### WORK INSTRUCTIONS
The lines from the first line of the entries through the line containing "to initialize logging." are to be repeated exactly, with both of those lines included.

Collected data entries
┌──
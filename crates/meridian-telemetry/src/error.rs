//! Telemetry error types.

use thiserror::Error;

/// Errors that can occur while setting up telemetry.
#[derive(Debug, Error)]
pub enum TelemetryError {
    /// Failed to initialize metrics.
    #[error("Failed to initialize metrics: {0}")]
    MetricsInit(String),

    /// Failed to initialize logging.
    #[error("Failed to initialize logging: {0}")]
    LoggingInit(String),

    /// Failed to parse an address.
    #[error("Invalid address: {0}")]
    InvalidAddress(String),
}

#[cfg(test)]
mod tests {
    use super::*;

    #[test]
    fn test_error_display() {
        let err = TelemetryError::MetricsInit("recorder already installed".to_string());
        assert_eq!(
            err.to_string(),
            "Failed to initialize metrics: recorder already installed"
        );

        let err = TelemetryError::InvalidAddress("localhost".to_string());
        assert_eq!(err.to_string(), "Invalid address: localhost");
    }
}
//! Merging of API documents.
//!
//! The merged document is seeded from the first input and extended with each
//! following document in order. Inputs are consumed, so the result never
//! shares structure with a caller's copy.
//!
//! Per following document:
//! - its service token is derived from `info.title` (see [`service_name_token`])
//! - new paths are inserted; existing ones follow [`ConflictResolution`]
//! - operations under each path it touched are tagged and/or get their
//!   `operationId` prefixed, when enabled
//! - components are merged per kind; a name already taken is inserted as
//!   `<token>_<name>`
//! - `servers` (by `url`), `tags` (by `name`) and `security` (by value) are
//!   appended when new

use std::collections::HashSet;
use std::sync::OnceLock;

use meridian_core::ApiDocument;
use meridian_telemetry::metrics::record_documents_merged;
use regex::Regex;
use serde_json::{Map, Value};
use tracing::{debug, info};

use crate::error::{MergeError, MergeResult};
use crate::options::{ConflictResolution, MergeOptions};

/// Token used when a document has no title.
pub const FALLBACK_SERVICE_TOKEN: &str = "service";

const USER_ID: &str = "userId";

/// Merges API documents under a fixed set of options.
#[derive(Debug, Clone, Default)]
pub struct DocumentMerger {
    options: MergeOptions,
}

impl DocumentMerger {
    /// Creates a merger.
    pub fn new(options: MergeOptions) -> Self {
        Self { options }
    }

    /// Merge options.
    pub fn options(&self) -> &MergeOptions {
        &self.options
    }

    /// Merges `docs` into one document.
    ///
    /// A single document is returned untouched. With two or more, every
    /// document must carry an `openapi` string, `info.title`, `info.version`
    /// and a `paths` object.
    ///
    /// # Errors
    ///
    /// - [`MergeError::EmptyInput`] if `docs` is empty
    /// - [`MergeError::InvalidDocument`] with the index of the first invalid
    ///   document
    pub fn merge(&self, docs: Vec<ApiDocument>) -> MergeResult<ApiDocument> {
        let total = docs.len();
        if total == 0 {
            return Err(MergeError::EmptyInput);
        }
        if total == 1 {
            return docs.into_iter().next().ok_or(MergeError::EmptyInput);
        }
        if let Some(index) = docs.iter().position(|doc| !doc.is_mergeable()) {
            return Err(MergeError::InvalidDocument { index });
        }

        let mut docs = docs.into_iter().map(ApiDocument::into_value);
        let Some(Value::Object(mut merged)) = docs.next() else {
            return Err(MergeError::InvalidDocument { index: 0 });
        };

        if let Some(info) = merged.get_mut("info").and_then(Value::as_object_mut) {
            info.insert("title".into(), self.options.resolved_title().into());
            info.insert(
                "description".into(),
                self.options.resolved_description(total).into(),
            );
            info.insert("version".into(), self.options.resolved_version().into());
        }
        object_entry(&mut merged, "components");

        let mut tokens: Vec<String> = Vec::new();

        for (offset, doc) in docs.enumerate() {
            let Value::Object(mut doc) = doc else {
                return Err(MergeError::InvalidDocument { index: offset + 1 });
            };

            let token = service_name_token(
                doc.get("info")
                    .and_then(|info| info.get("title"))
                    .and_then(Value::as_str),
            );
            debug!(index = offset + 1, service = %token, "Merging API document");
            if !tokens.contains(&token) {
                tokens.push(token.clone());
            }

            if let (Some(Value::Object(paths)), Some(target)) =
                (doc.remove("paths"), object_entry(&mut merged, "paths"))
            {
                self.merge_paths(target, paths, &token);
            }
            if let (Some(Value::Object(components)), Some(target)) =
                (doc.remove("components"), object_entry(&mut merged, "components"))
            {
                merge_components(target, components, &token);
            }
            append_unique(&mut merged, "servers", doc.remove("servers"), |a, b| {
                a.get("url") == b.get("url")
            });
            append_unique(&mut merged, "tags", doc.remove("tags"), |a, b| {
                a.get("name") == b.get("name")
            });
            append_unique(&mut merged, "security", doc.remove("security"), |a, b| a == b);
        }

        if self.options.add_service_tags {
            let service_tags = tokens
                .iter()
                .map(|token| {
                    serde_json::json!({
                        "name": token,
                        "description": format!("Operations from {token} service"),
                    })
                })
                .collect();
            append_unique(
                &mut merged,
                "tags",
                Some(Value::Array(service_tags)),
                |a, b| a.get("name") == b.get("name"),
            );
        }

        if self.options.remove_user_id_headers {
            strip_user_id_headers(&mut merged);
        }

        record_documents_merged(total);
        let paths = merged
            .get("paths")
            .and_then(Value::as_object)
            .map_or(0, Map::len);
        info!(documents = total, paths, "Merged API documents");

        Ok(ApiDocument::new(Value::Object(merged)))
    }

    fn merge_paths(&self, target: &mut Map<String, Value>, incoming: Map<String, Value>, token: &str) {
        for (path, item) in incoming {
            match target.get_mut(&path) {
                None => {
                    target.insert(path.clone(), item);
                }
                Some(existing) => match self.options.conflict_resolution {
                    ConflictResolution::FirstWins => {}
                    ConflictResolution::LastWins => *existing = item,
                    ConflictResolution::Merge => match item {
                        Value::Object(incoming_verbs) if existing.is_object() => {
                            if let Some(verbs) = existing.as_object_mut() {
                                verbs.extend(incoming_verbs);
                            }
                        }
                        item => *existing = item,
                    },
                },
            }

            if self.options.add_service_tags || self.options.prefix_operation_ids {
                if let Some(Value::Object(item)) = target.get_mut(&path) {
                    for operation in item.values_mut() {
                        if let Value::Object(operation) = operation {
                            self.mark_operation(operation, token);
                        }
                    }
                }
            }
        }
    }

    fn mark_operation(&self, operation: &mut Map<String, Value>, token: &str) {
        if self.options.add_service_tags {
            let tags = operation
                .entry("tags")
                .or_insert_with(|| Value::Array(Vec::new()));
            if let Value::Array(tags) = tags {
                if !tags.iter().any(|tag| tag.as_str() == Some(token)) {
                    tags.insert(0, Value::String(token.to_string()));
                }
            }
        }

        if self.options.prefix_operation_ids {
            if let Some(Value::String(id)) = operation.get_mut("operationId") {
                if !id.is_empty() {
                    *id = format!("{token}_{id}");
                }
            }
        }
    }
}

/// Merges `docs` with `options`.
///
/// Shorthand for `DocumentMerger::new(options.clone()).merge(docs)`.
pub fn merge_documents(docs: Vec<ApiDocument>, options: &MergeOptions) -> MergeResult<ApiDocument> {
    DocumentMerger::new(options.clone()).merge(docs)
}

/// Derives a service token from a document title.
///
/// Whitespace runs become `-`, characters outside `[a-zA-Z0-9-_]` are
/// dropped and the result is lowercased: `"User Service"` gives
/// `"user-service"`. A missing title gives [`FALLBACK_SERVICE_TOKEN`]; a
/// title made only of dropped characters gives an empty token.
pub fn service_name_token(title: Option<&str>) -> String {
    static WHITESPACE: OnceLock<Regex> = OnceLock::new();
    static DISALLOWED: OnceLock<Regex> = OnceLock::new();

    let Some(title) = title else {
        return FALLBACK_SERVICE_TOKEN.to_string();
    };

    let whitespace = WHITESPACE.get_or_init(|| Regex::new(r"\s+").expect("valid regex"));
    let disallowed =
        DISALLOWED.get_or_init(|| Regex::new(r"[^a-zA-Z0-9\-_]").expect("valid regex"));

    let hyphenated = whitespace.replace_all(title, "-");
    disallowed.replace_all(&hyphenated, "").to_lowercase()
}

/// Returns the object stored under `key`, creating it (or replacing a
/// non-object) first.
fn object_entry<'a>(
    map: &'a mut Map<String, Value>,
    key: &str,
) -> Option<&'a mut Map<String, Value>> {
    let slot = map
        .entry(key)
        .or_insert_with(|| Value::Object(Map::new()));
    if !slot.is_object() {
        *slot = Value::Object(Map::new());
    }
    slot.as_object_mut()
}

fn merge_components(target: &mut Map<String, Value>, incoming: Map<String, Value>, token: &str) {
    for (kind, items) in incoming {
        let Value::Object(items) = items else {
            continue;
        };
        let Some(slot) = object_entry(target, &kind) else {
            continue;
        };
        for (name, value) in items {
            let name = if slot.contains_key(&name) {
                format!("{token}_{name}")
            } else {
                name
            };
            slot.insert(name, value);
        }
    }
}

fn append_unique(
    target: &mut Map<String, Value>,
    key: &str,
    incoming: Option<Value>,
    same: impl Fn(&Value, &Value) -> bool,
) {
    let Some(Value::Array(incoming)) = incoming else {
        return;
    };

    let slot = target
        .entry(key)
        .or_insert_with(|| Value::Array(Vec::new()));
    if !slot.is_array() {
        *slot = Value::Array(Vec::new());
    }
    let Value::Array(existing) = slot else {
        return;
    };

    for item in incoming {
        if !existing.iter().any(|e| same(e, &item)) {
            existing.push(item);
        }
    }
}

/// Inline parameter object naming the `userId` header. `required` is not
/// considered.
fn is_inline_user_id_header(param: &Value) -> bool {
    param.get("name").and_then(Value::as_str) == Some(USER_ID)
        && param.get("in").and_then(Value::as_str) == Some("header")
}

/// Removes `userId` header parameters from operations and
/// `components.parameters`. Path-level `parameters` are left alone.
///
/// A `$ref` parameter is removed when the last segment of its reference
/// names a `components.parameters` entry that is itself a `userId` header.
/// References are followed one level only.
fn strip_user_id_headers(doc: &mut Map<String, Value>) {
    let referenced: HashSet<String> = doc
        .get("components")
        .and_then(|c| c.get("parameters"))
        .and_then(Value::as_object)
        .map(|params| {
            params
                .iter()
                .filter(|(_, param)| is_inline_user_id_header(param))
                .map(|(name, _)| name.clone())
                .collect()
        })
        .unwrap_or_default();

    let is_user_id = |param: &Value| {
        if is_inline_user_id_header(param) {
            return true;
        }
        param
            .get("$ref")
            .and_then(Value::as_str)
            .and_then(|reference| reference.rsplit('/').next())
            .is_some_and(|name| referenced.contains(name))
    };

    if let Some(Value::Object(paths)) = doc.get_mut("paths") {
        for item in paths.values_mut() {
            let Value::Object(item) = item else {
                continue;
            };
            for (key, operation) in item.iter_mut() {
                if key == "parameters" {
                    continue;
                }
                if let Some(Value::Array(params)) = operation.get_mut("parameters") {
                    params.retain(|param| !is_user_id(param));
                }
            }
        }
    }

    if let Some(Value::Object(params)) = doc
        .get_mut("components")
        .and_then(|c| c.get_mut("parameters"))
    {
        params.retain(|_, param| !is_inline_user_id_header(param));
    }
}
└──
### TASK OUTPUT
filename crates/meridian-telemetry/src/error.rs
//! Telemetry error types.

use thiserror::Error;

/// Errors that can occur while setting up telemetry.
#[derive(Debug, Error)]
pub enum TelemetryError {
    /// Failed to initialize metrics.
    #[error("Failed to initialize metrics: {0}")]
    MetricsInit(String),

    /// Failed to initialize logging.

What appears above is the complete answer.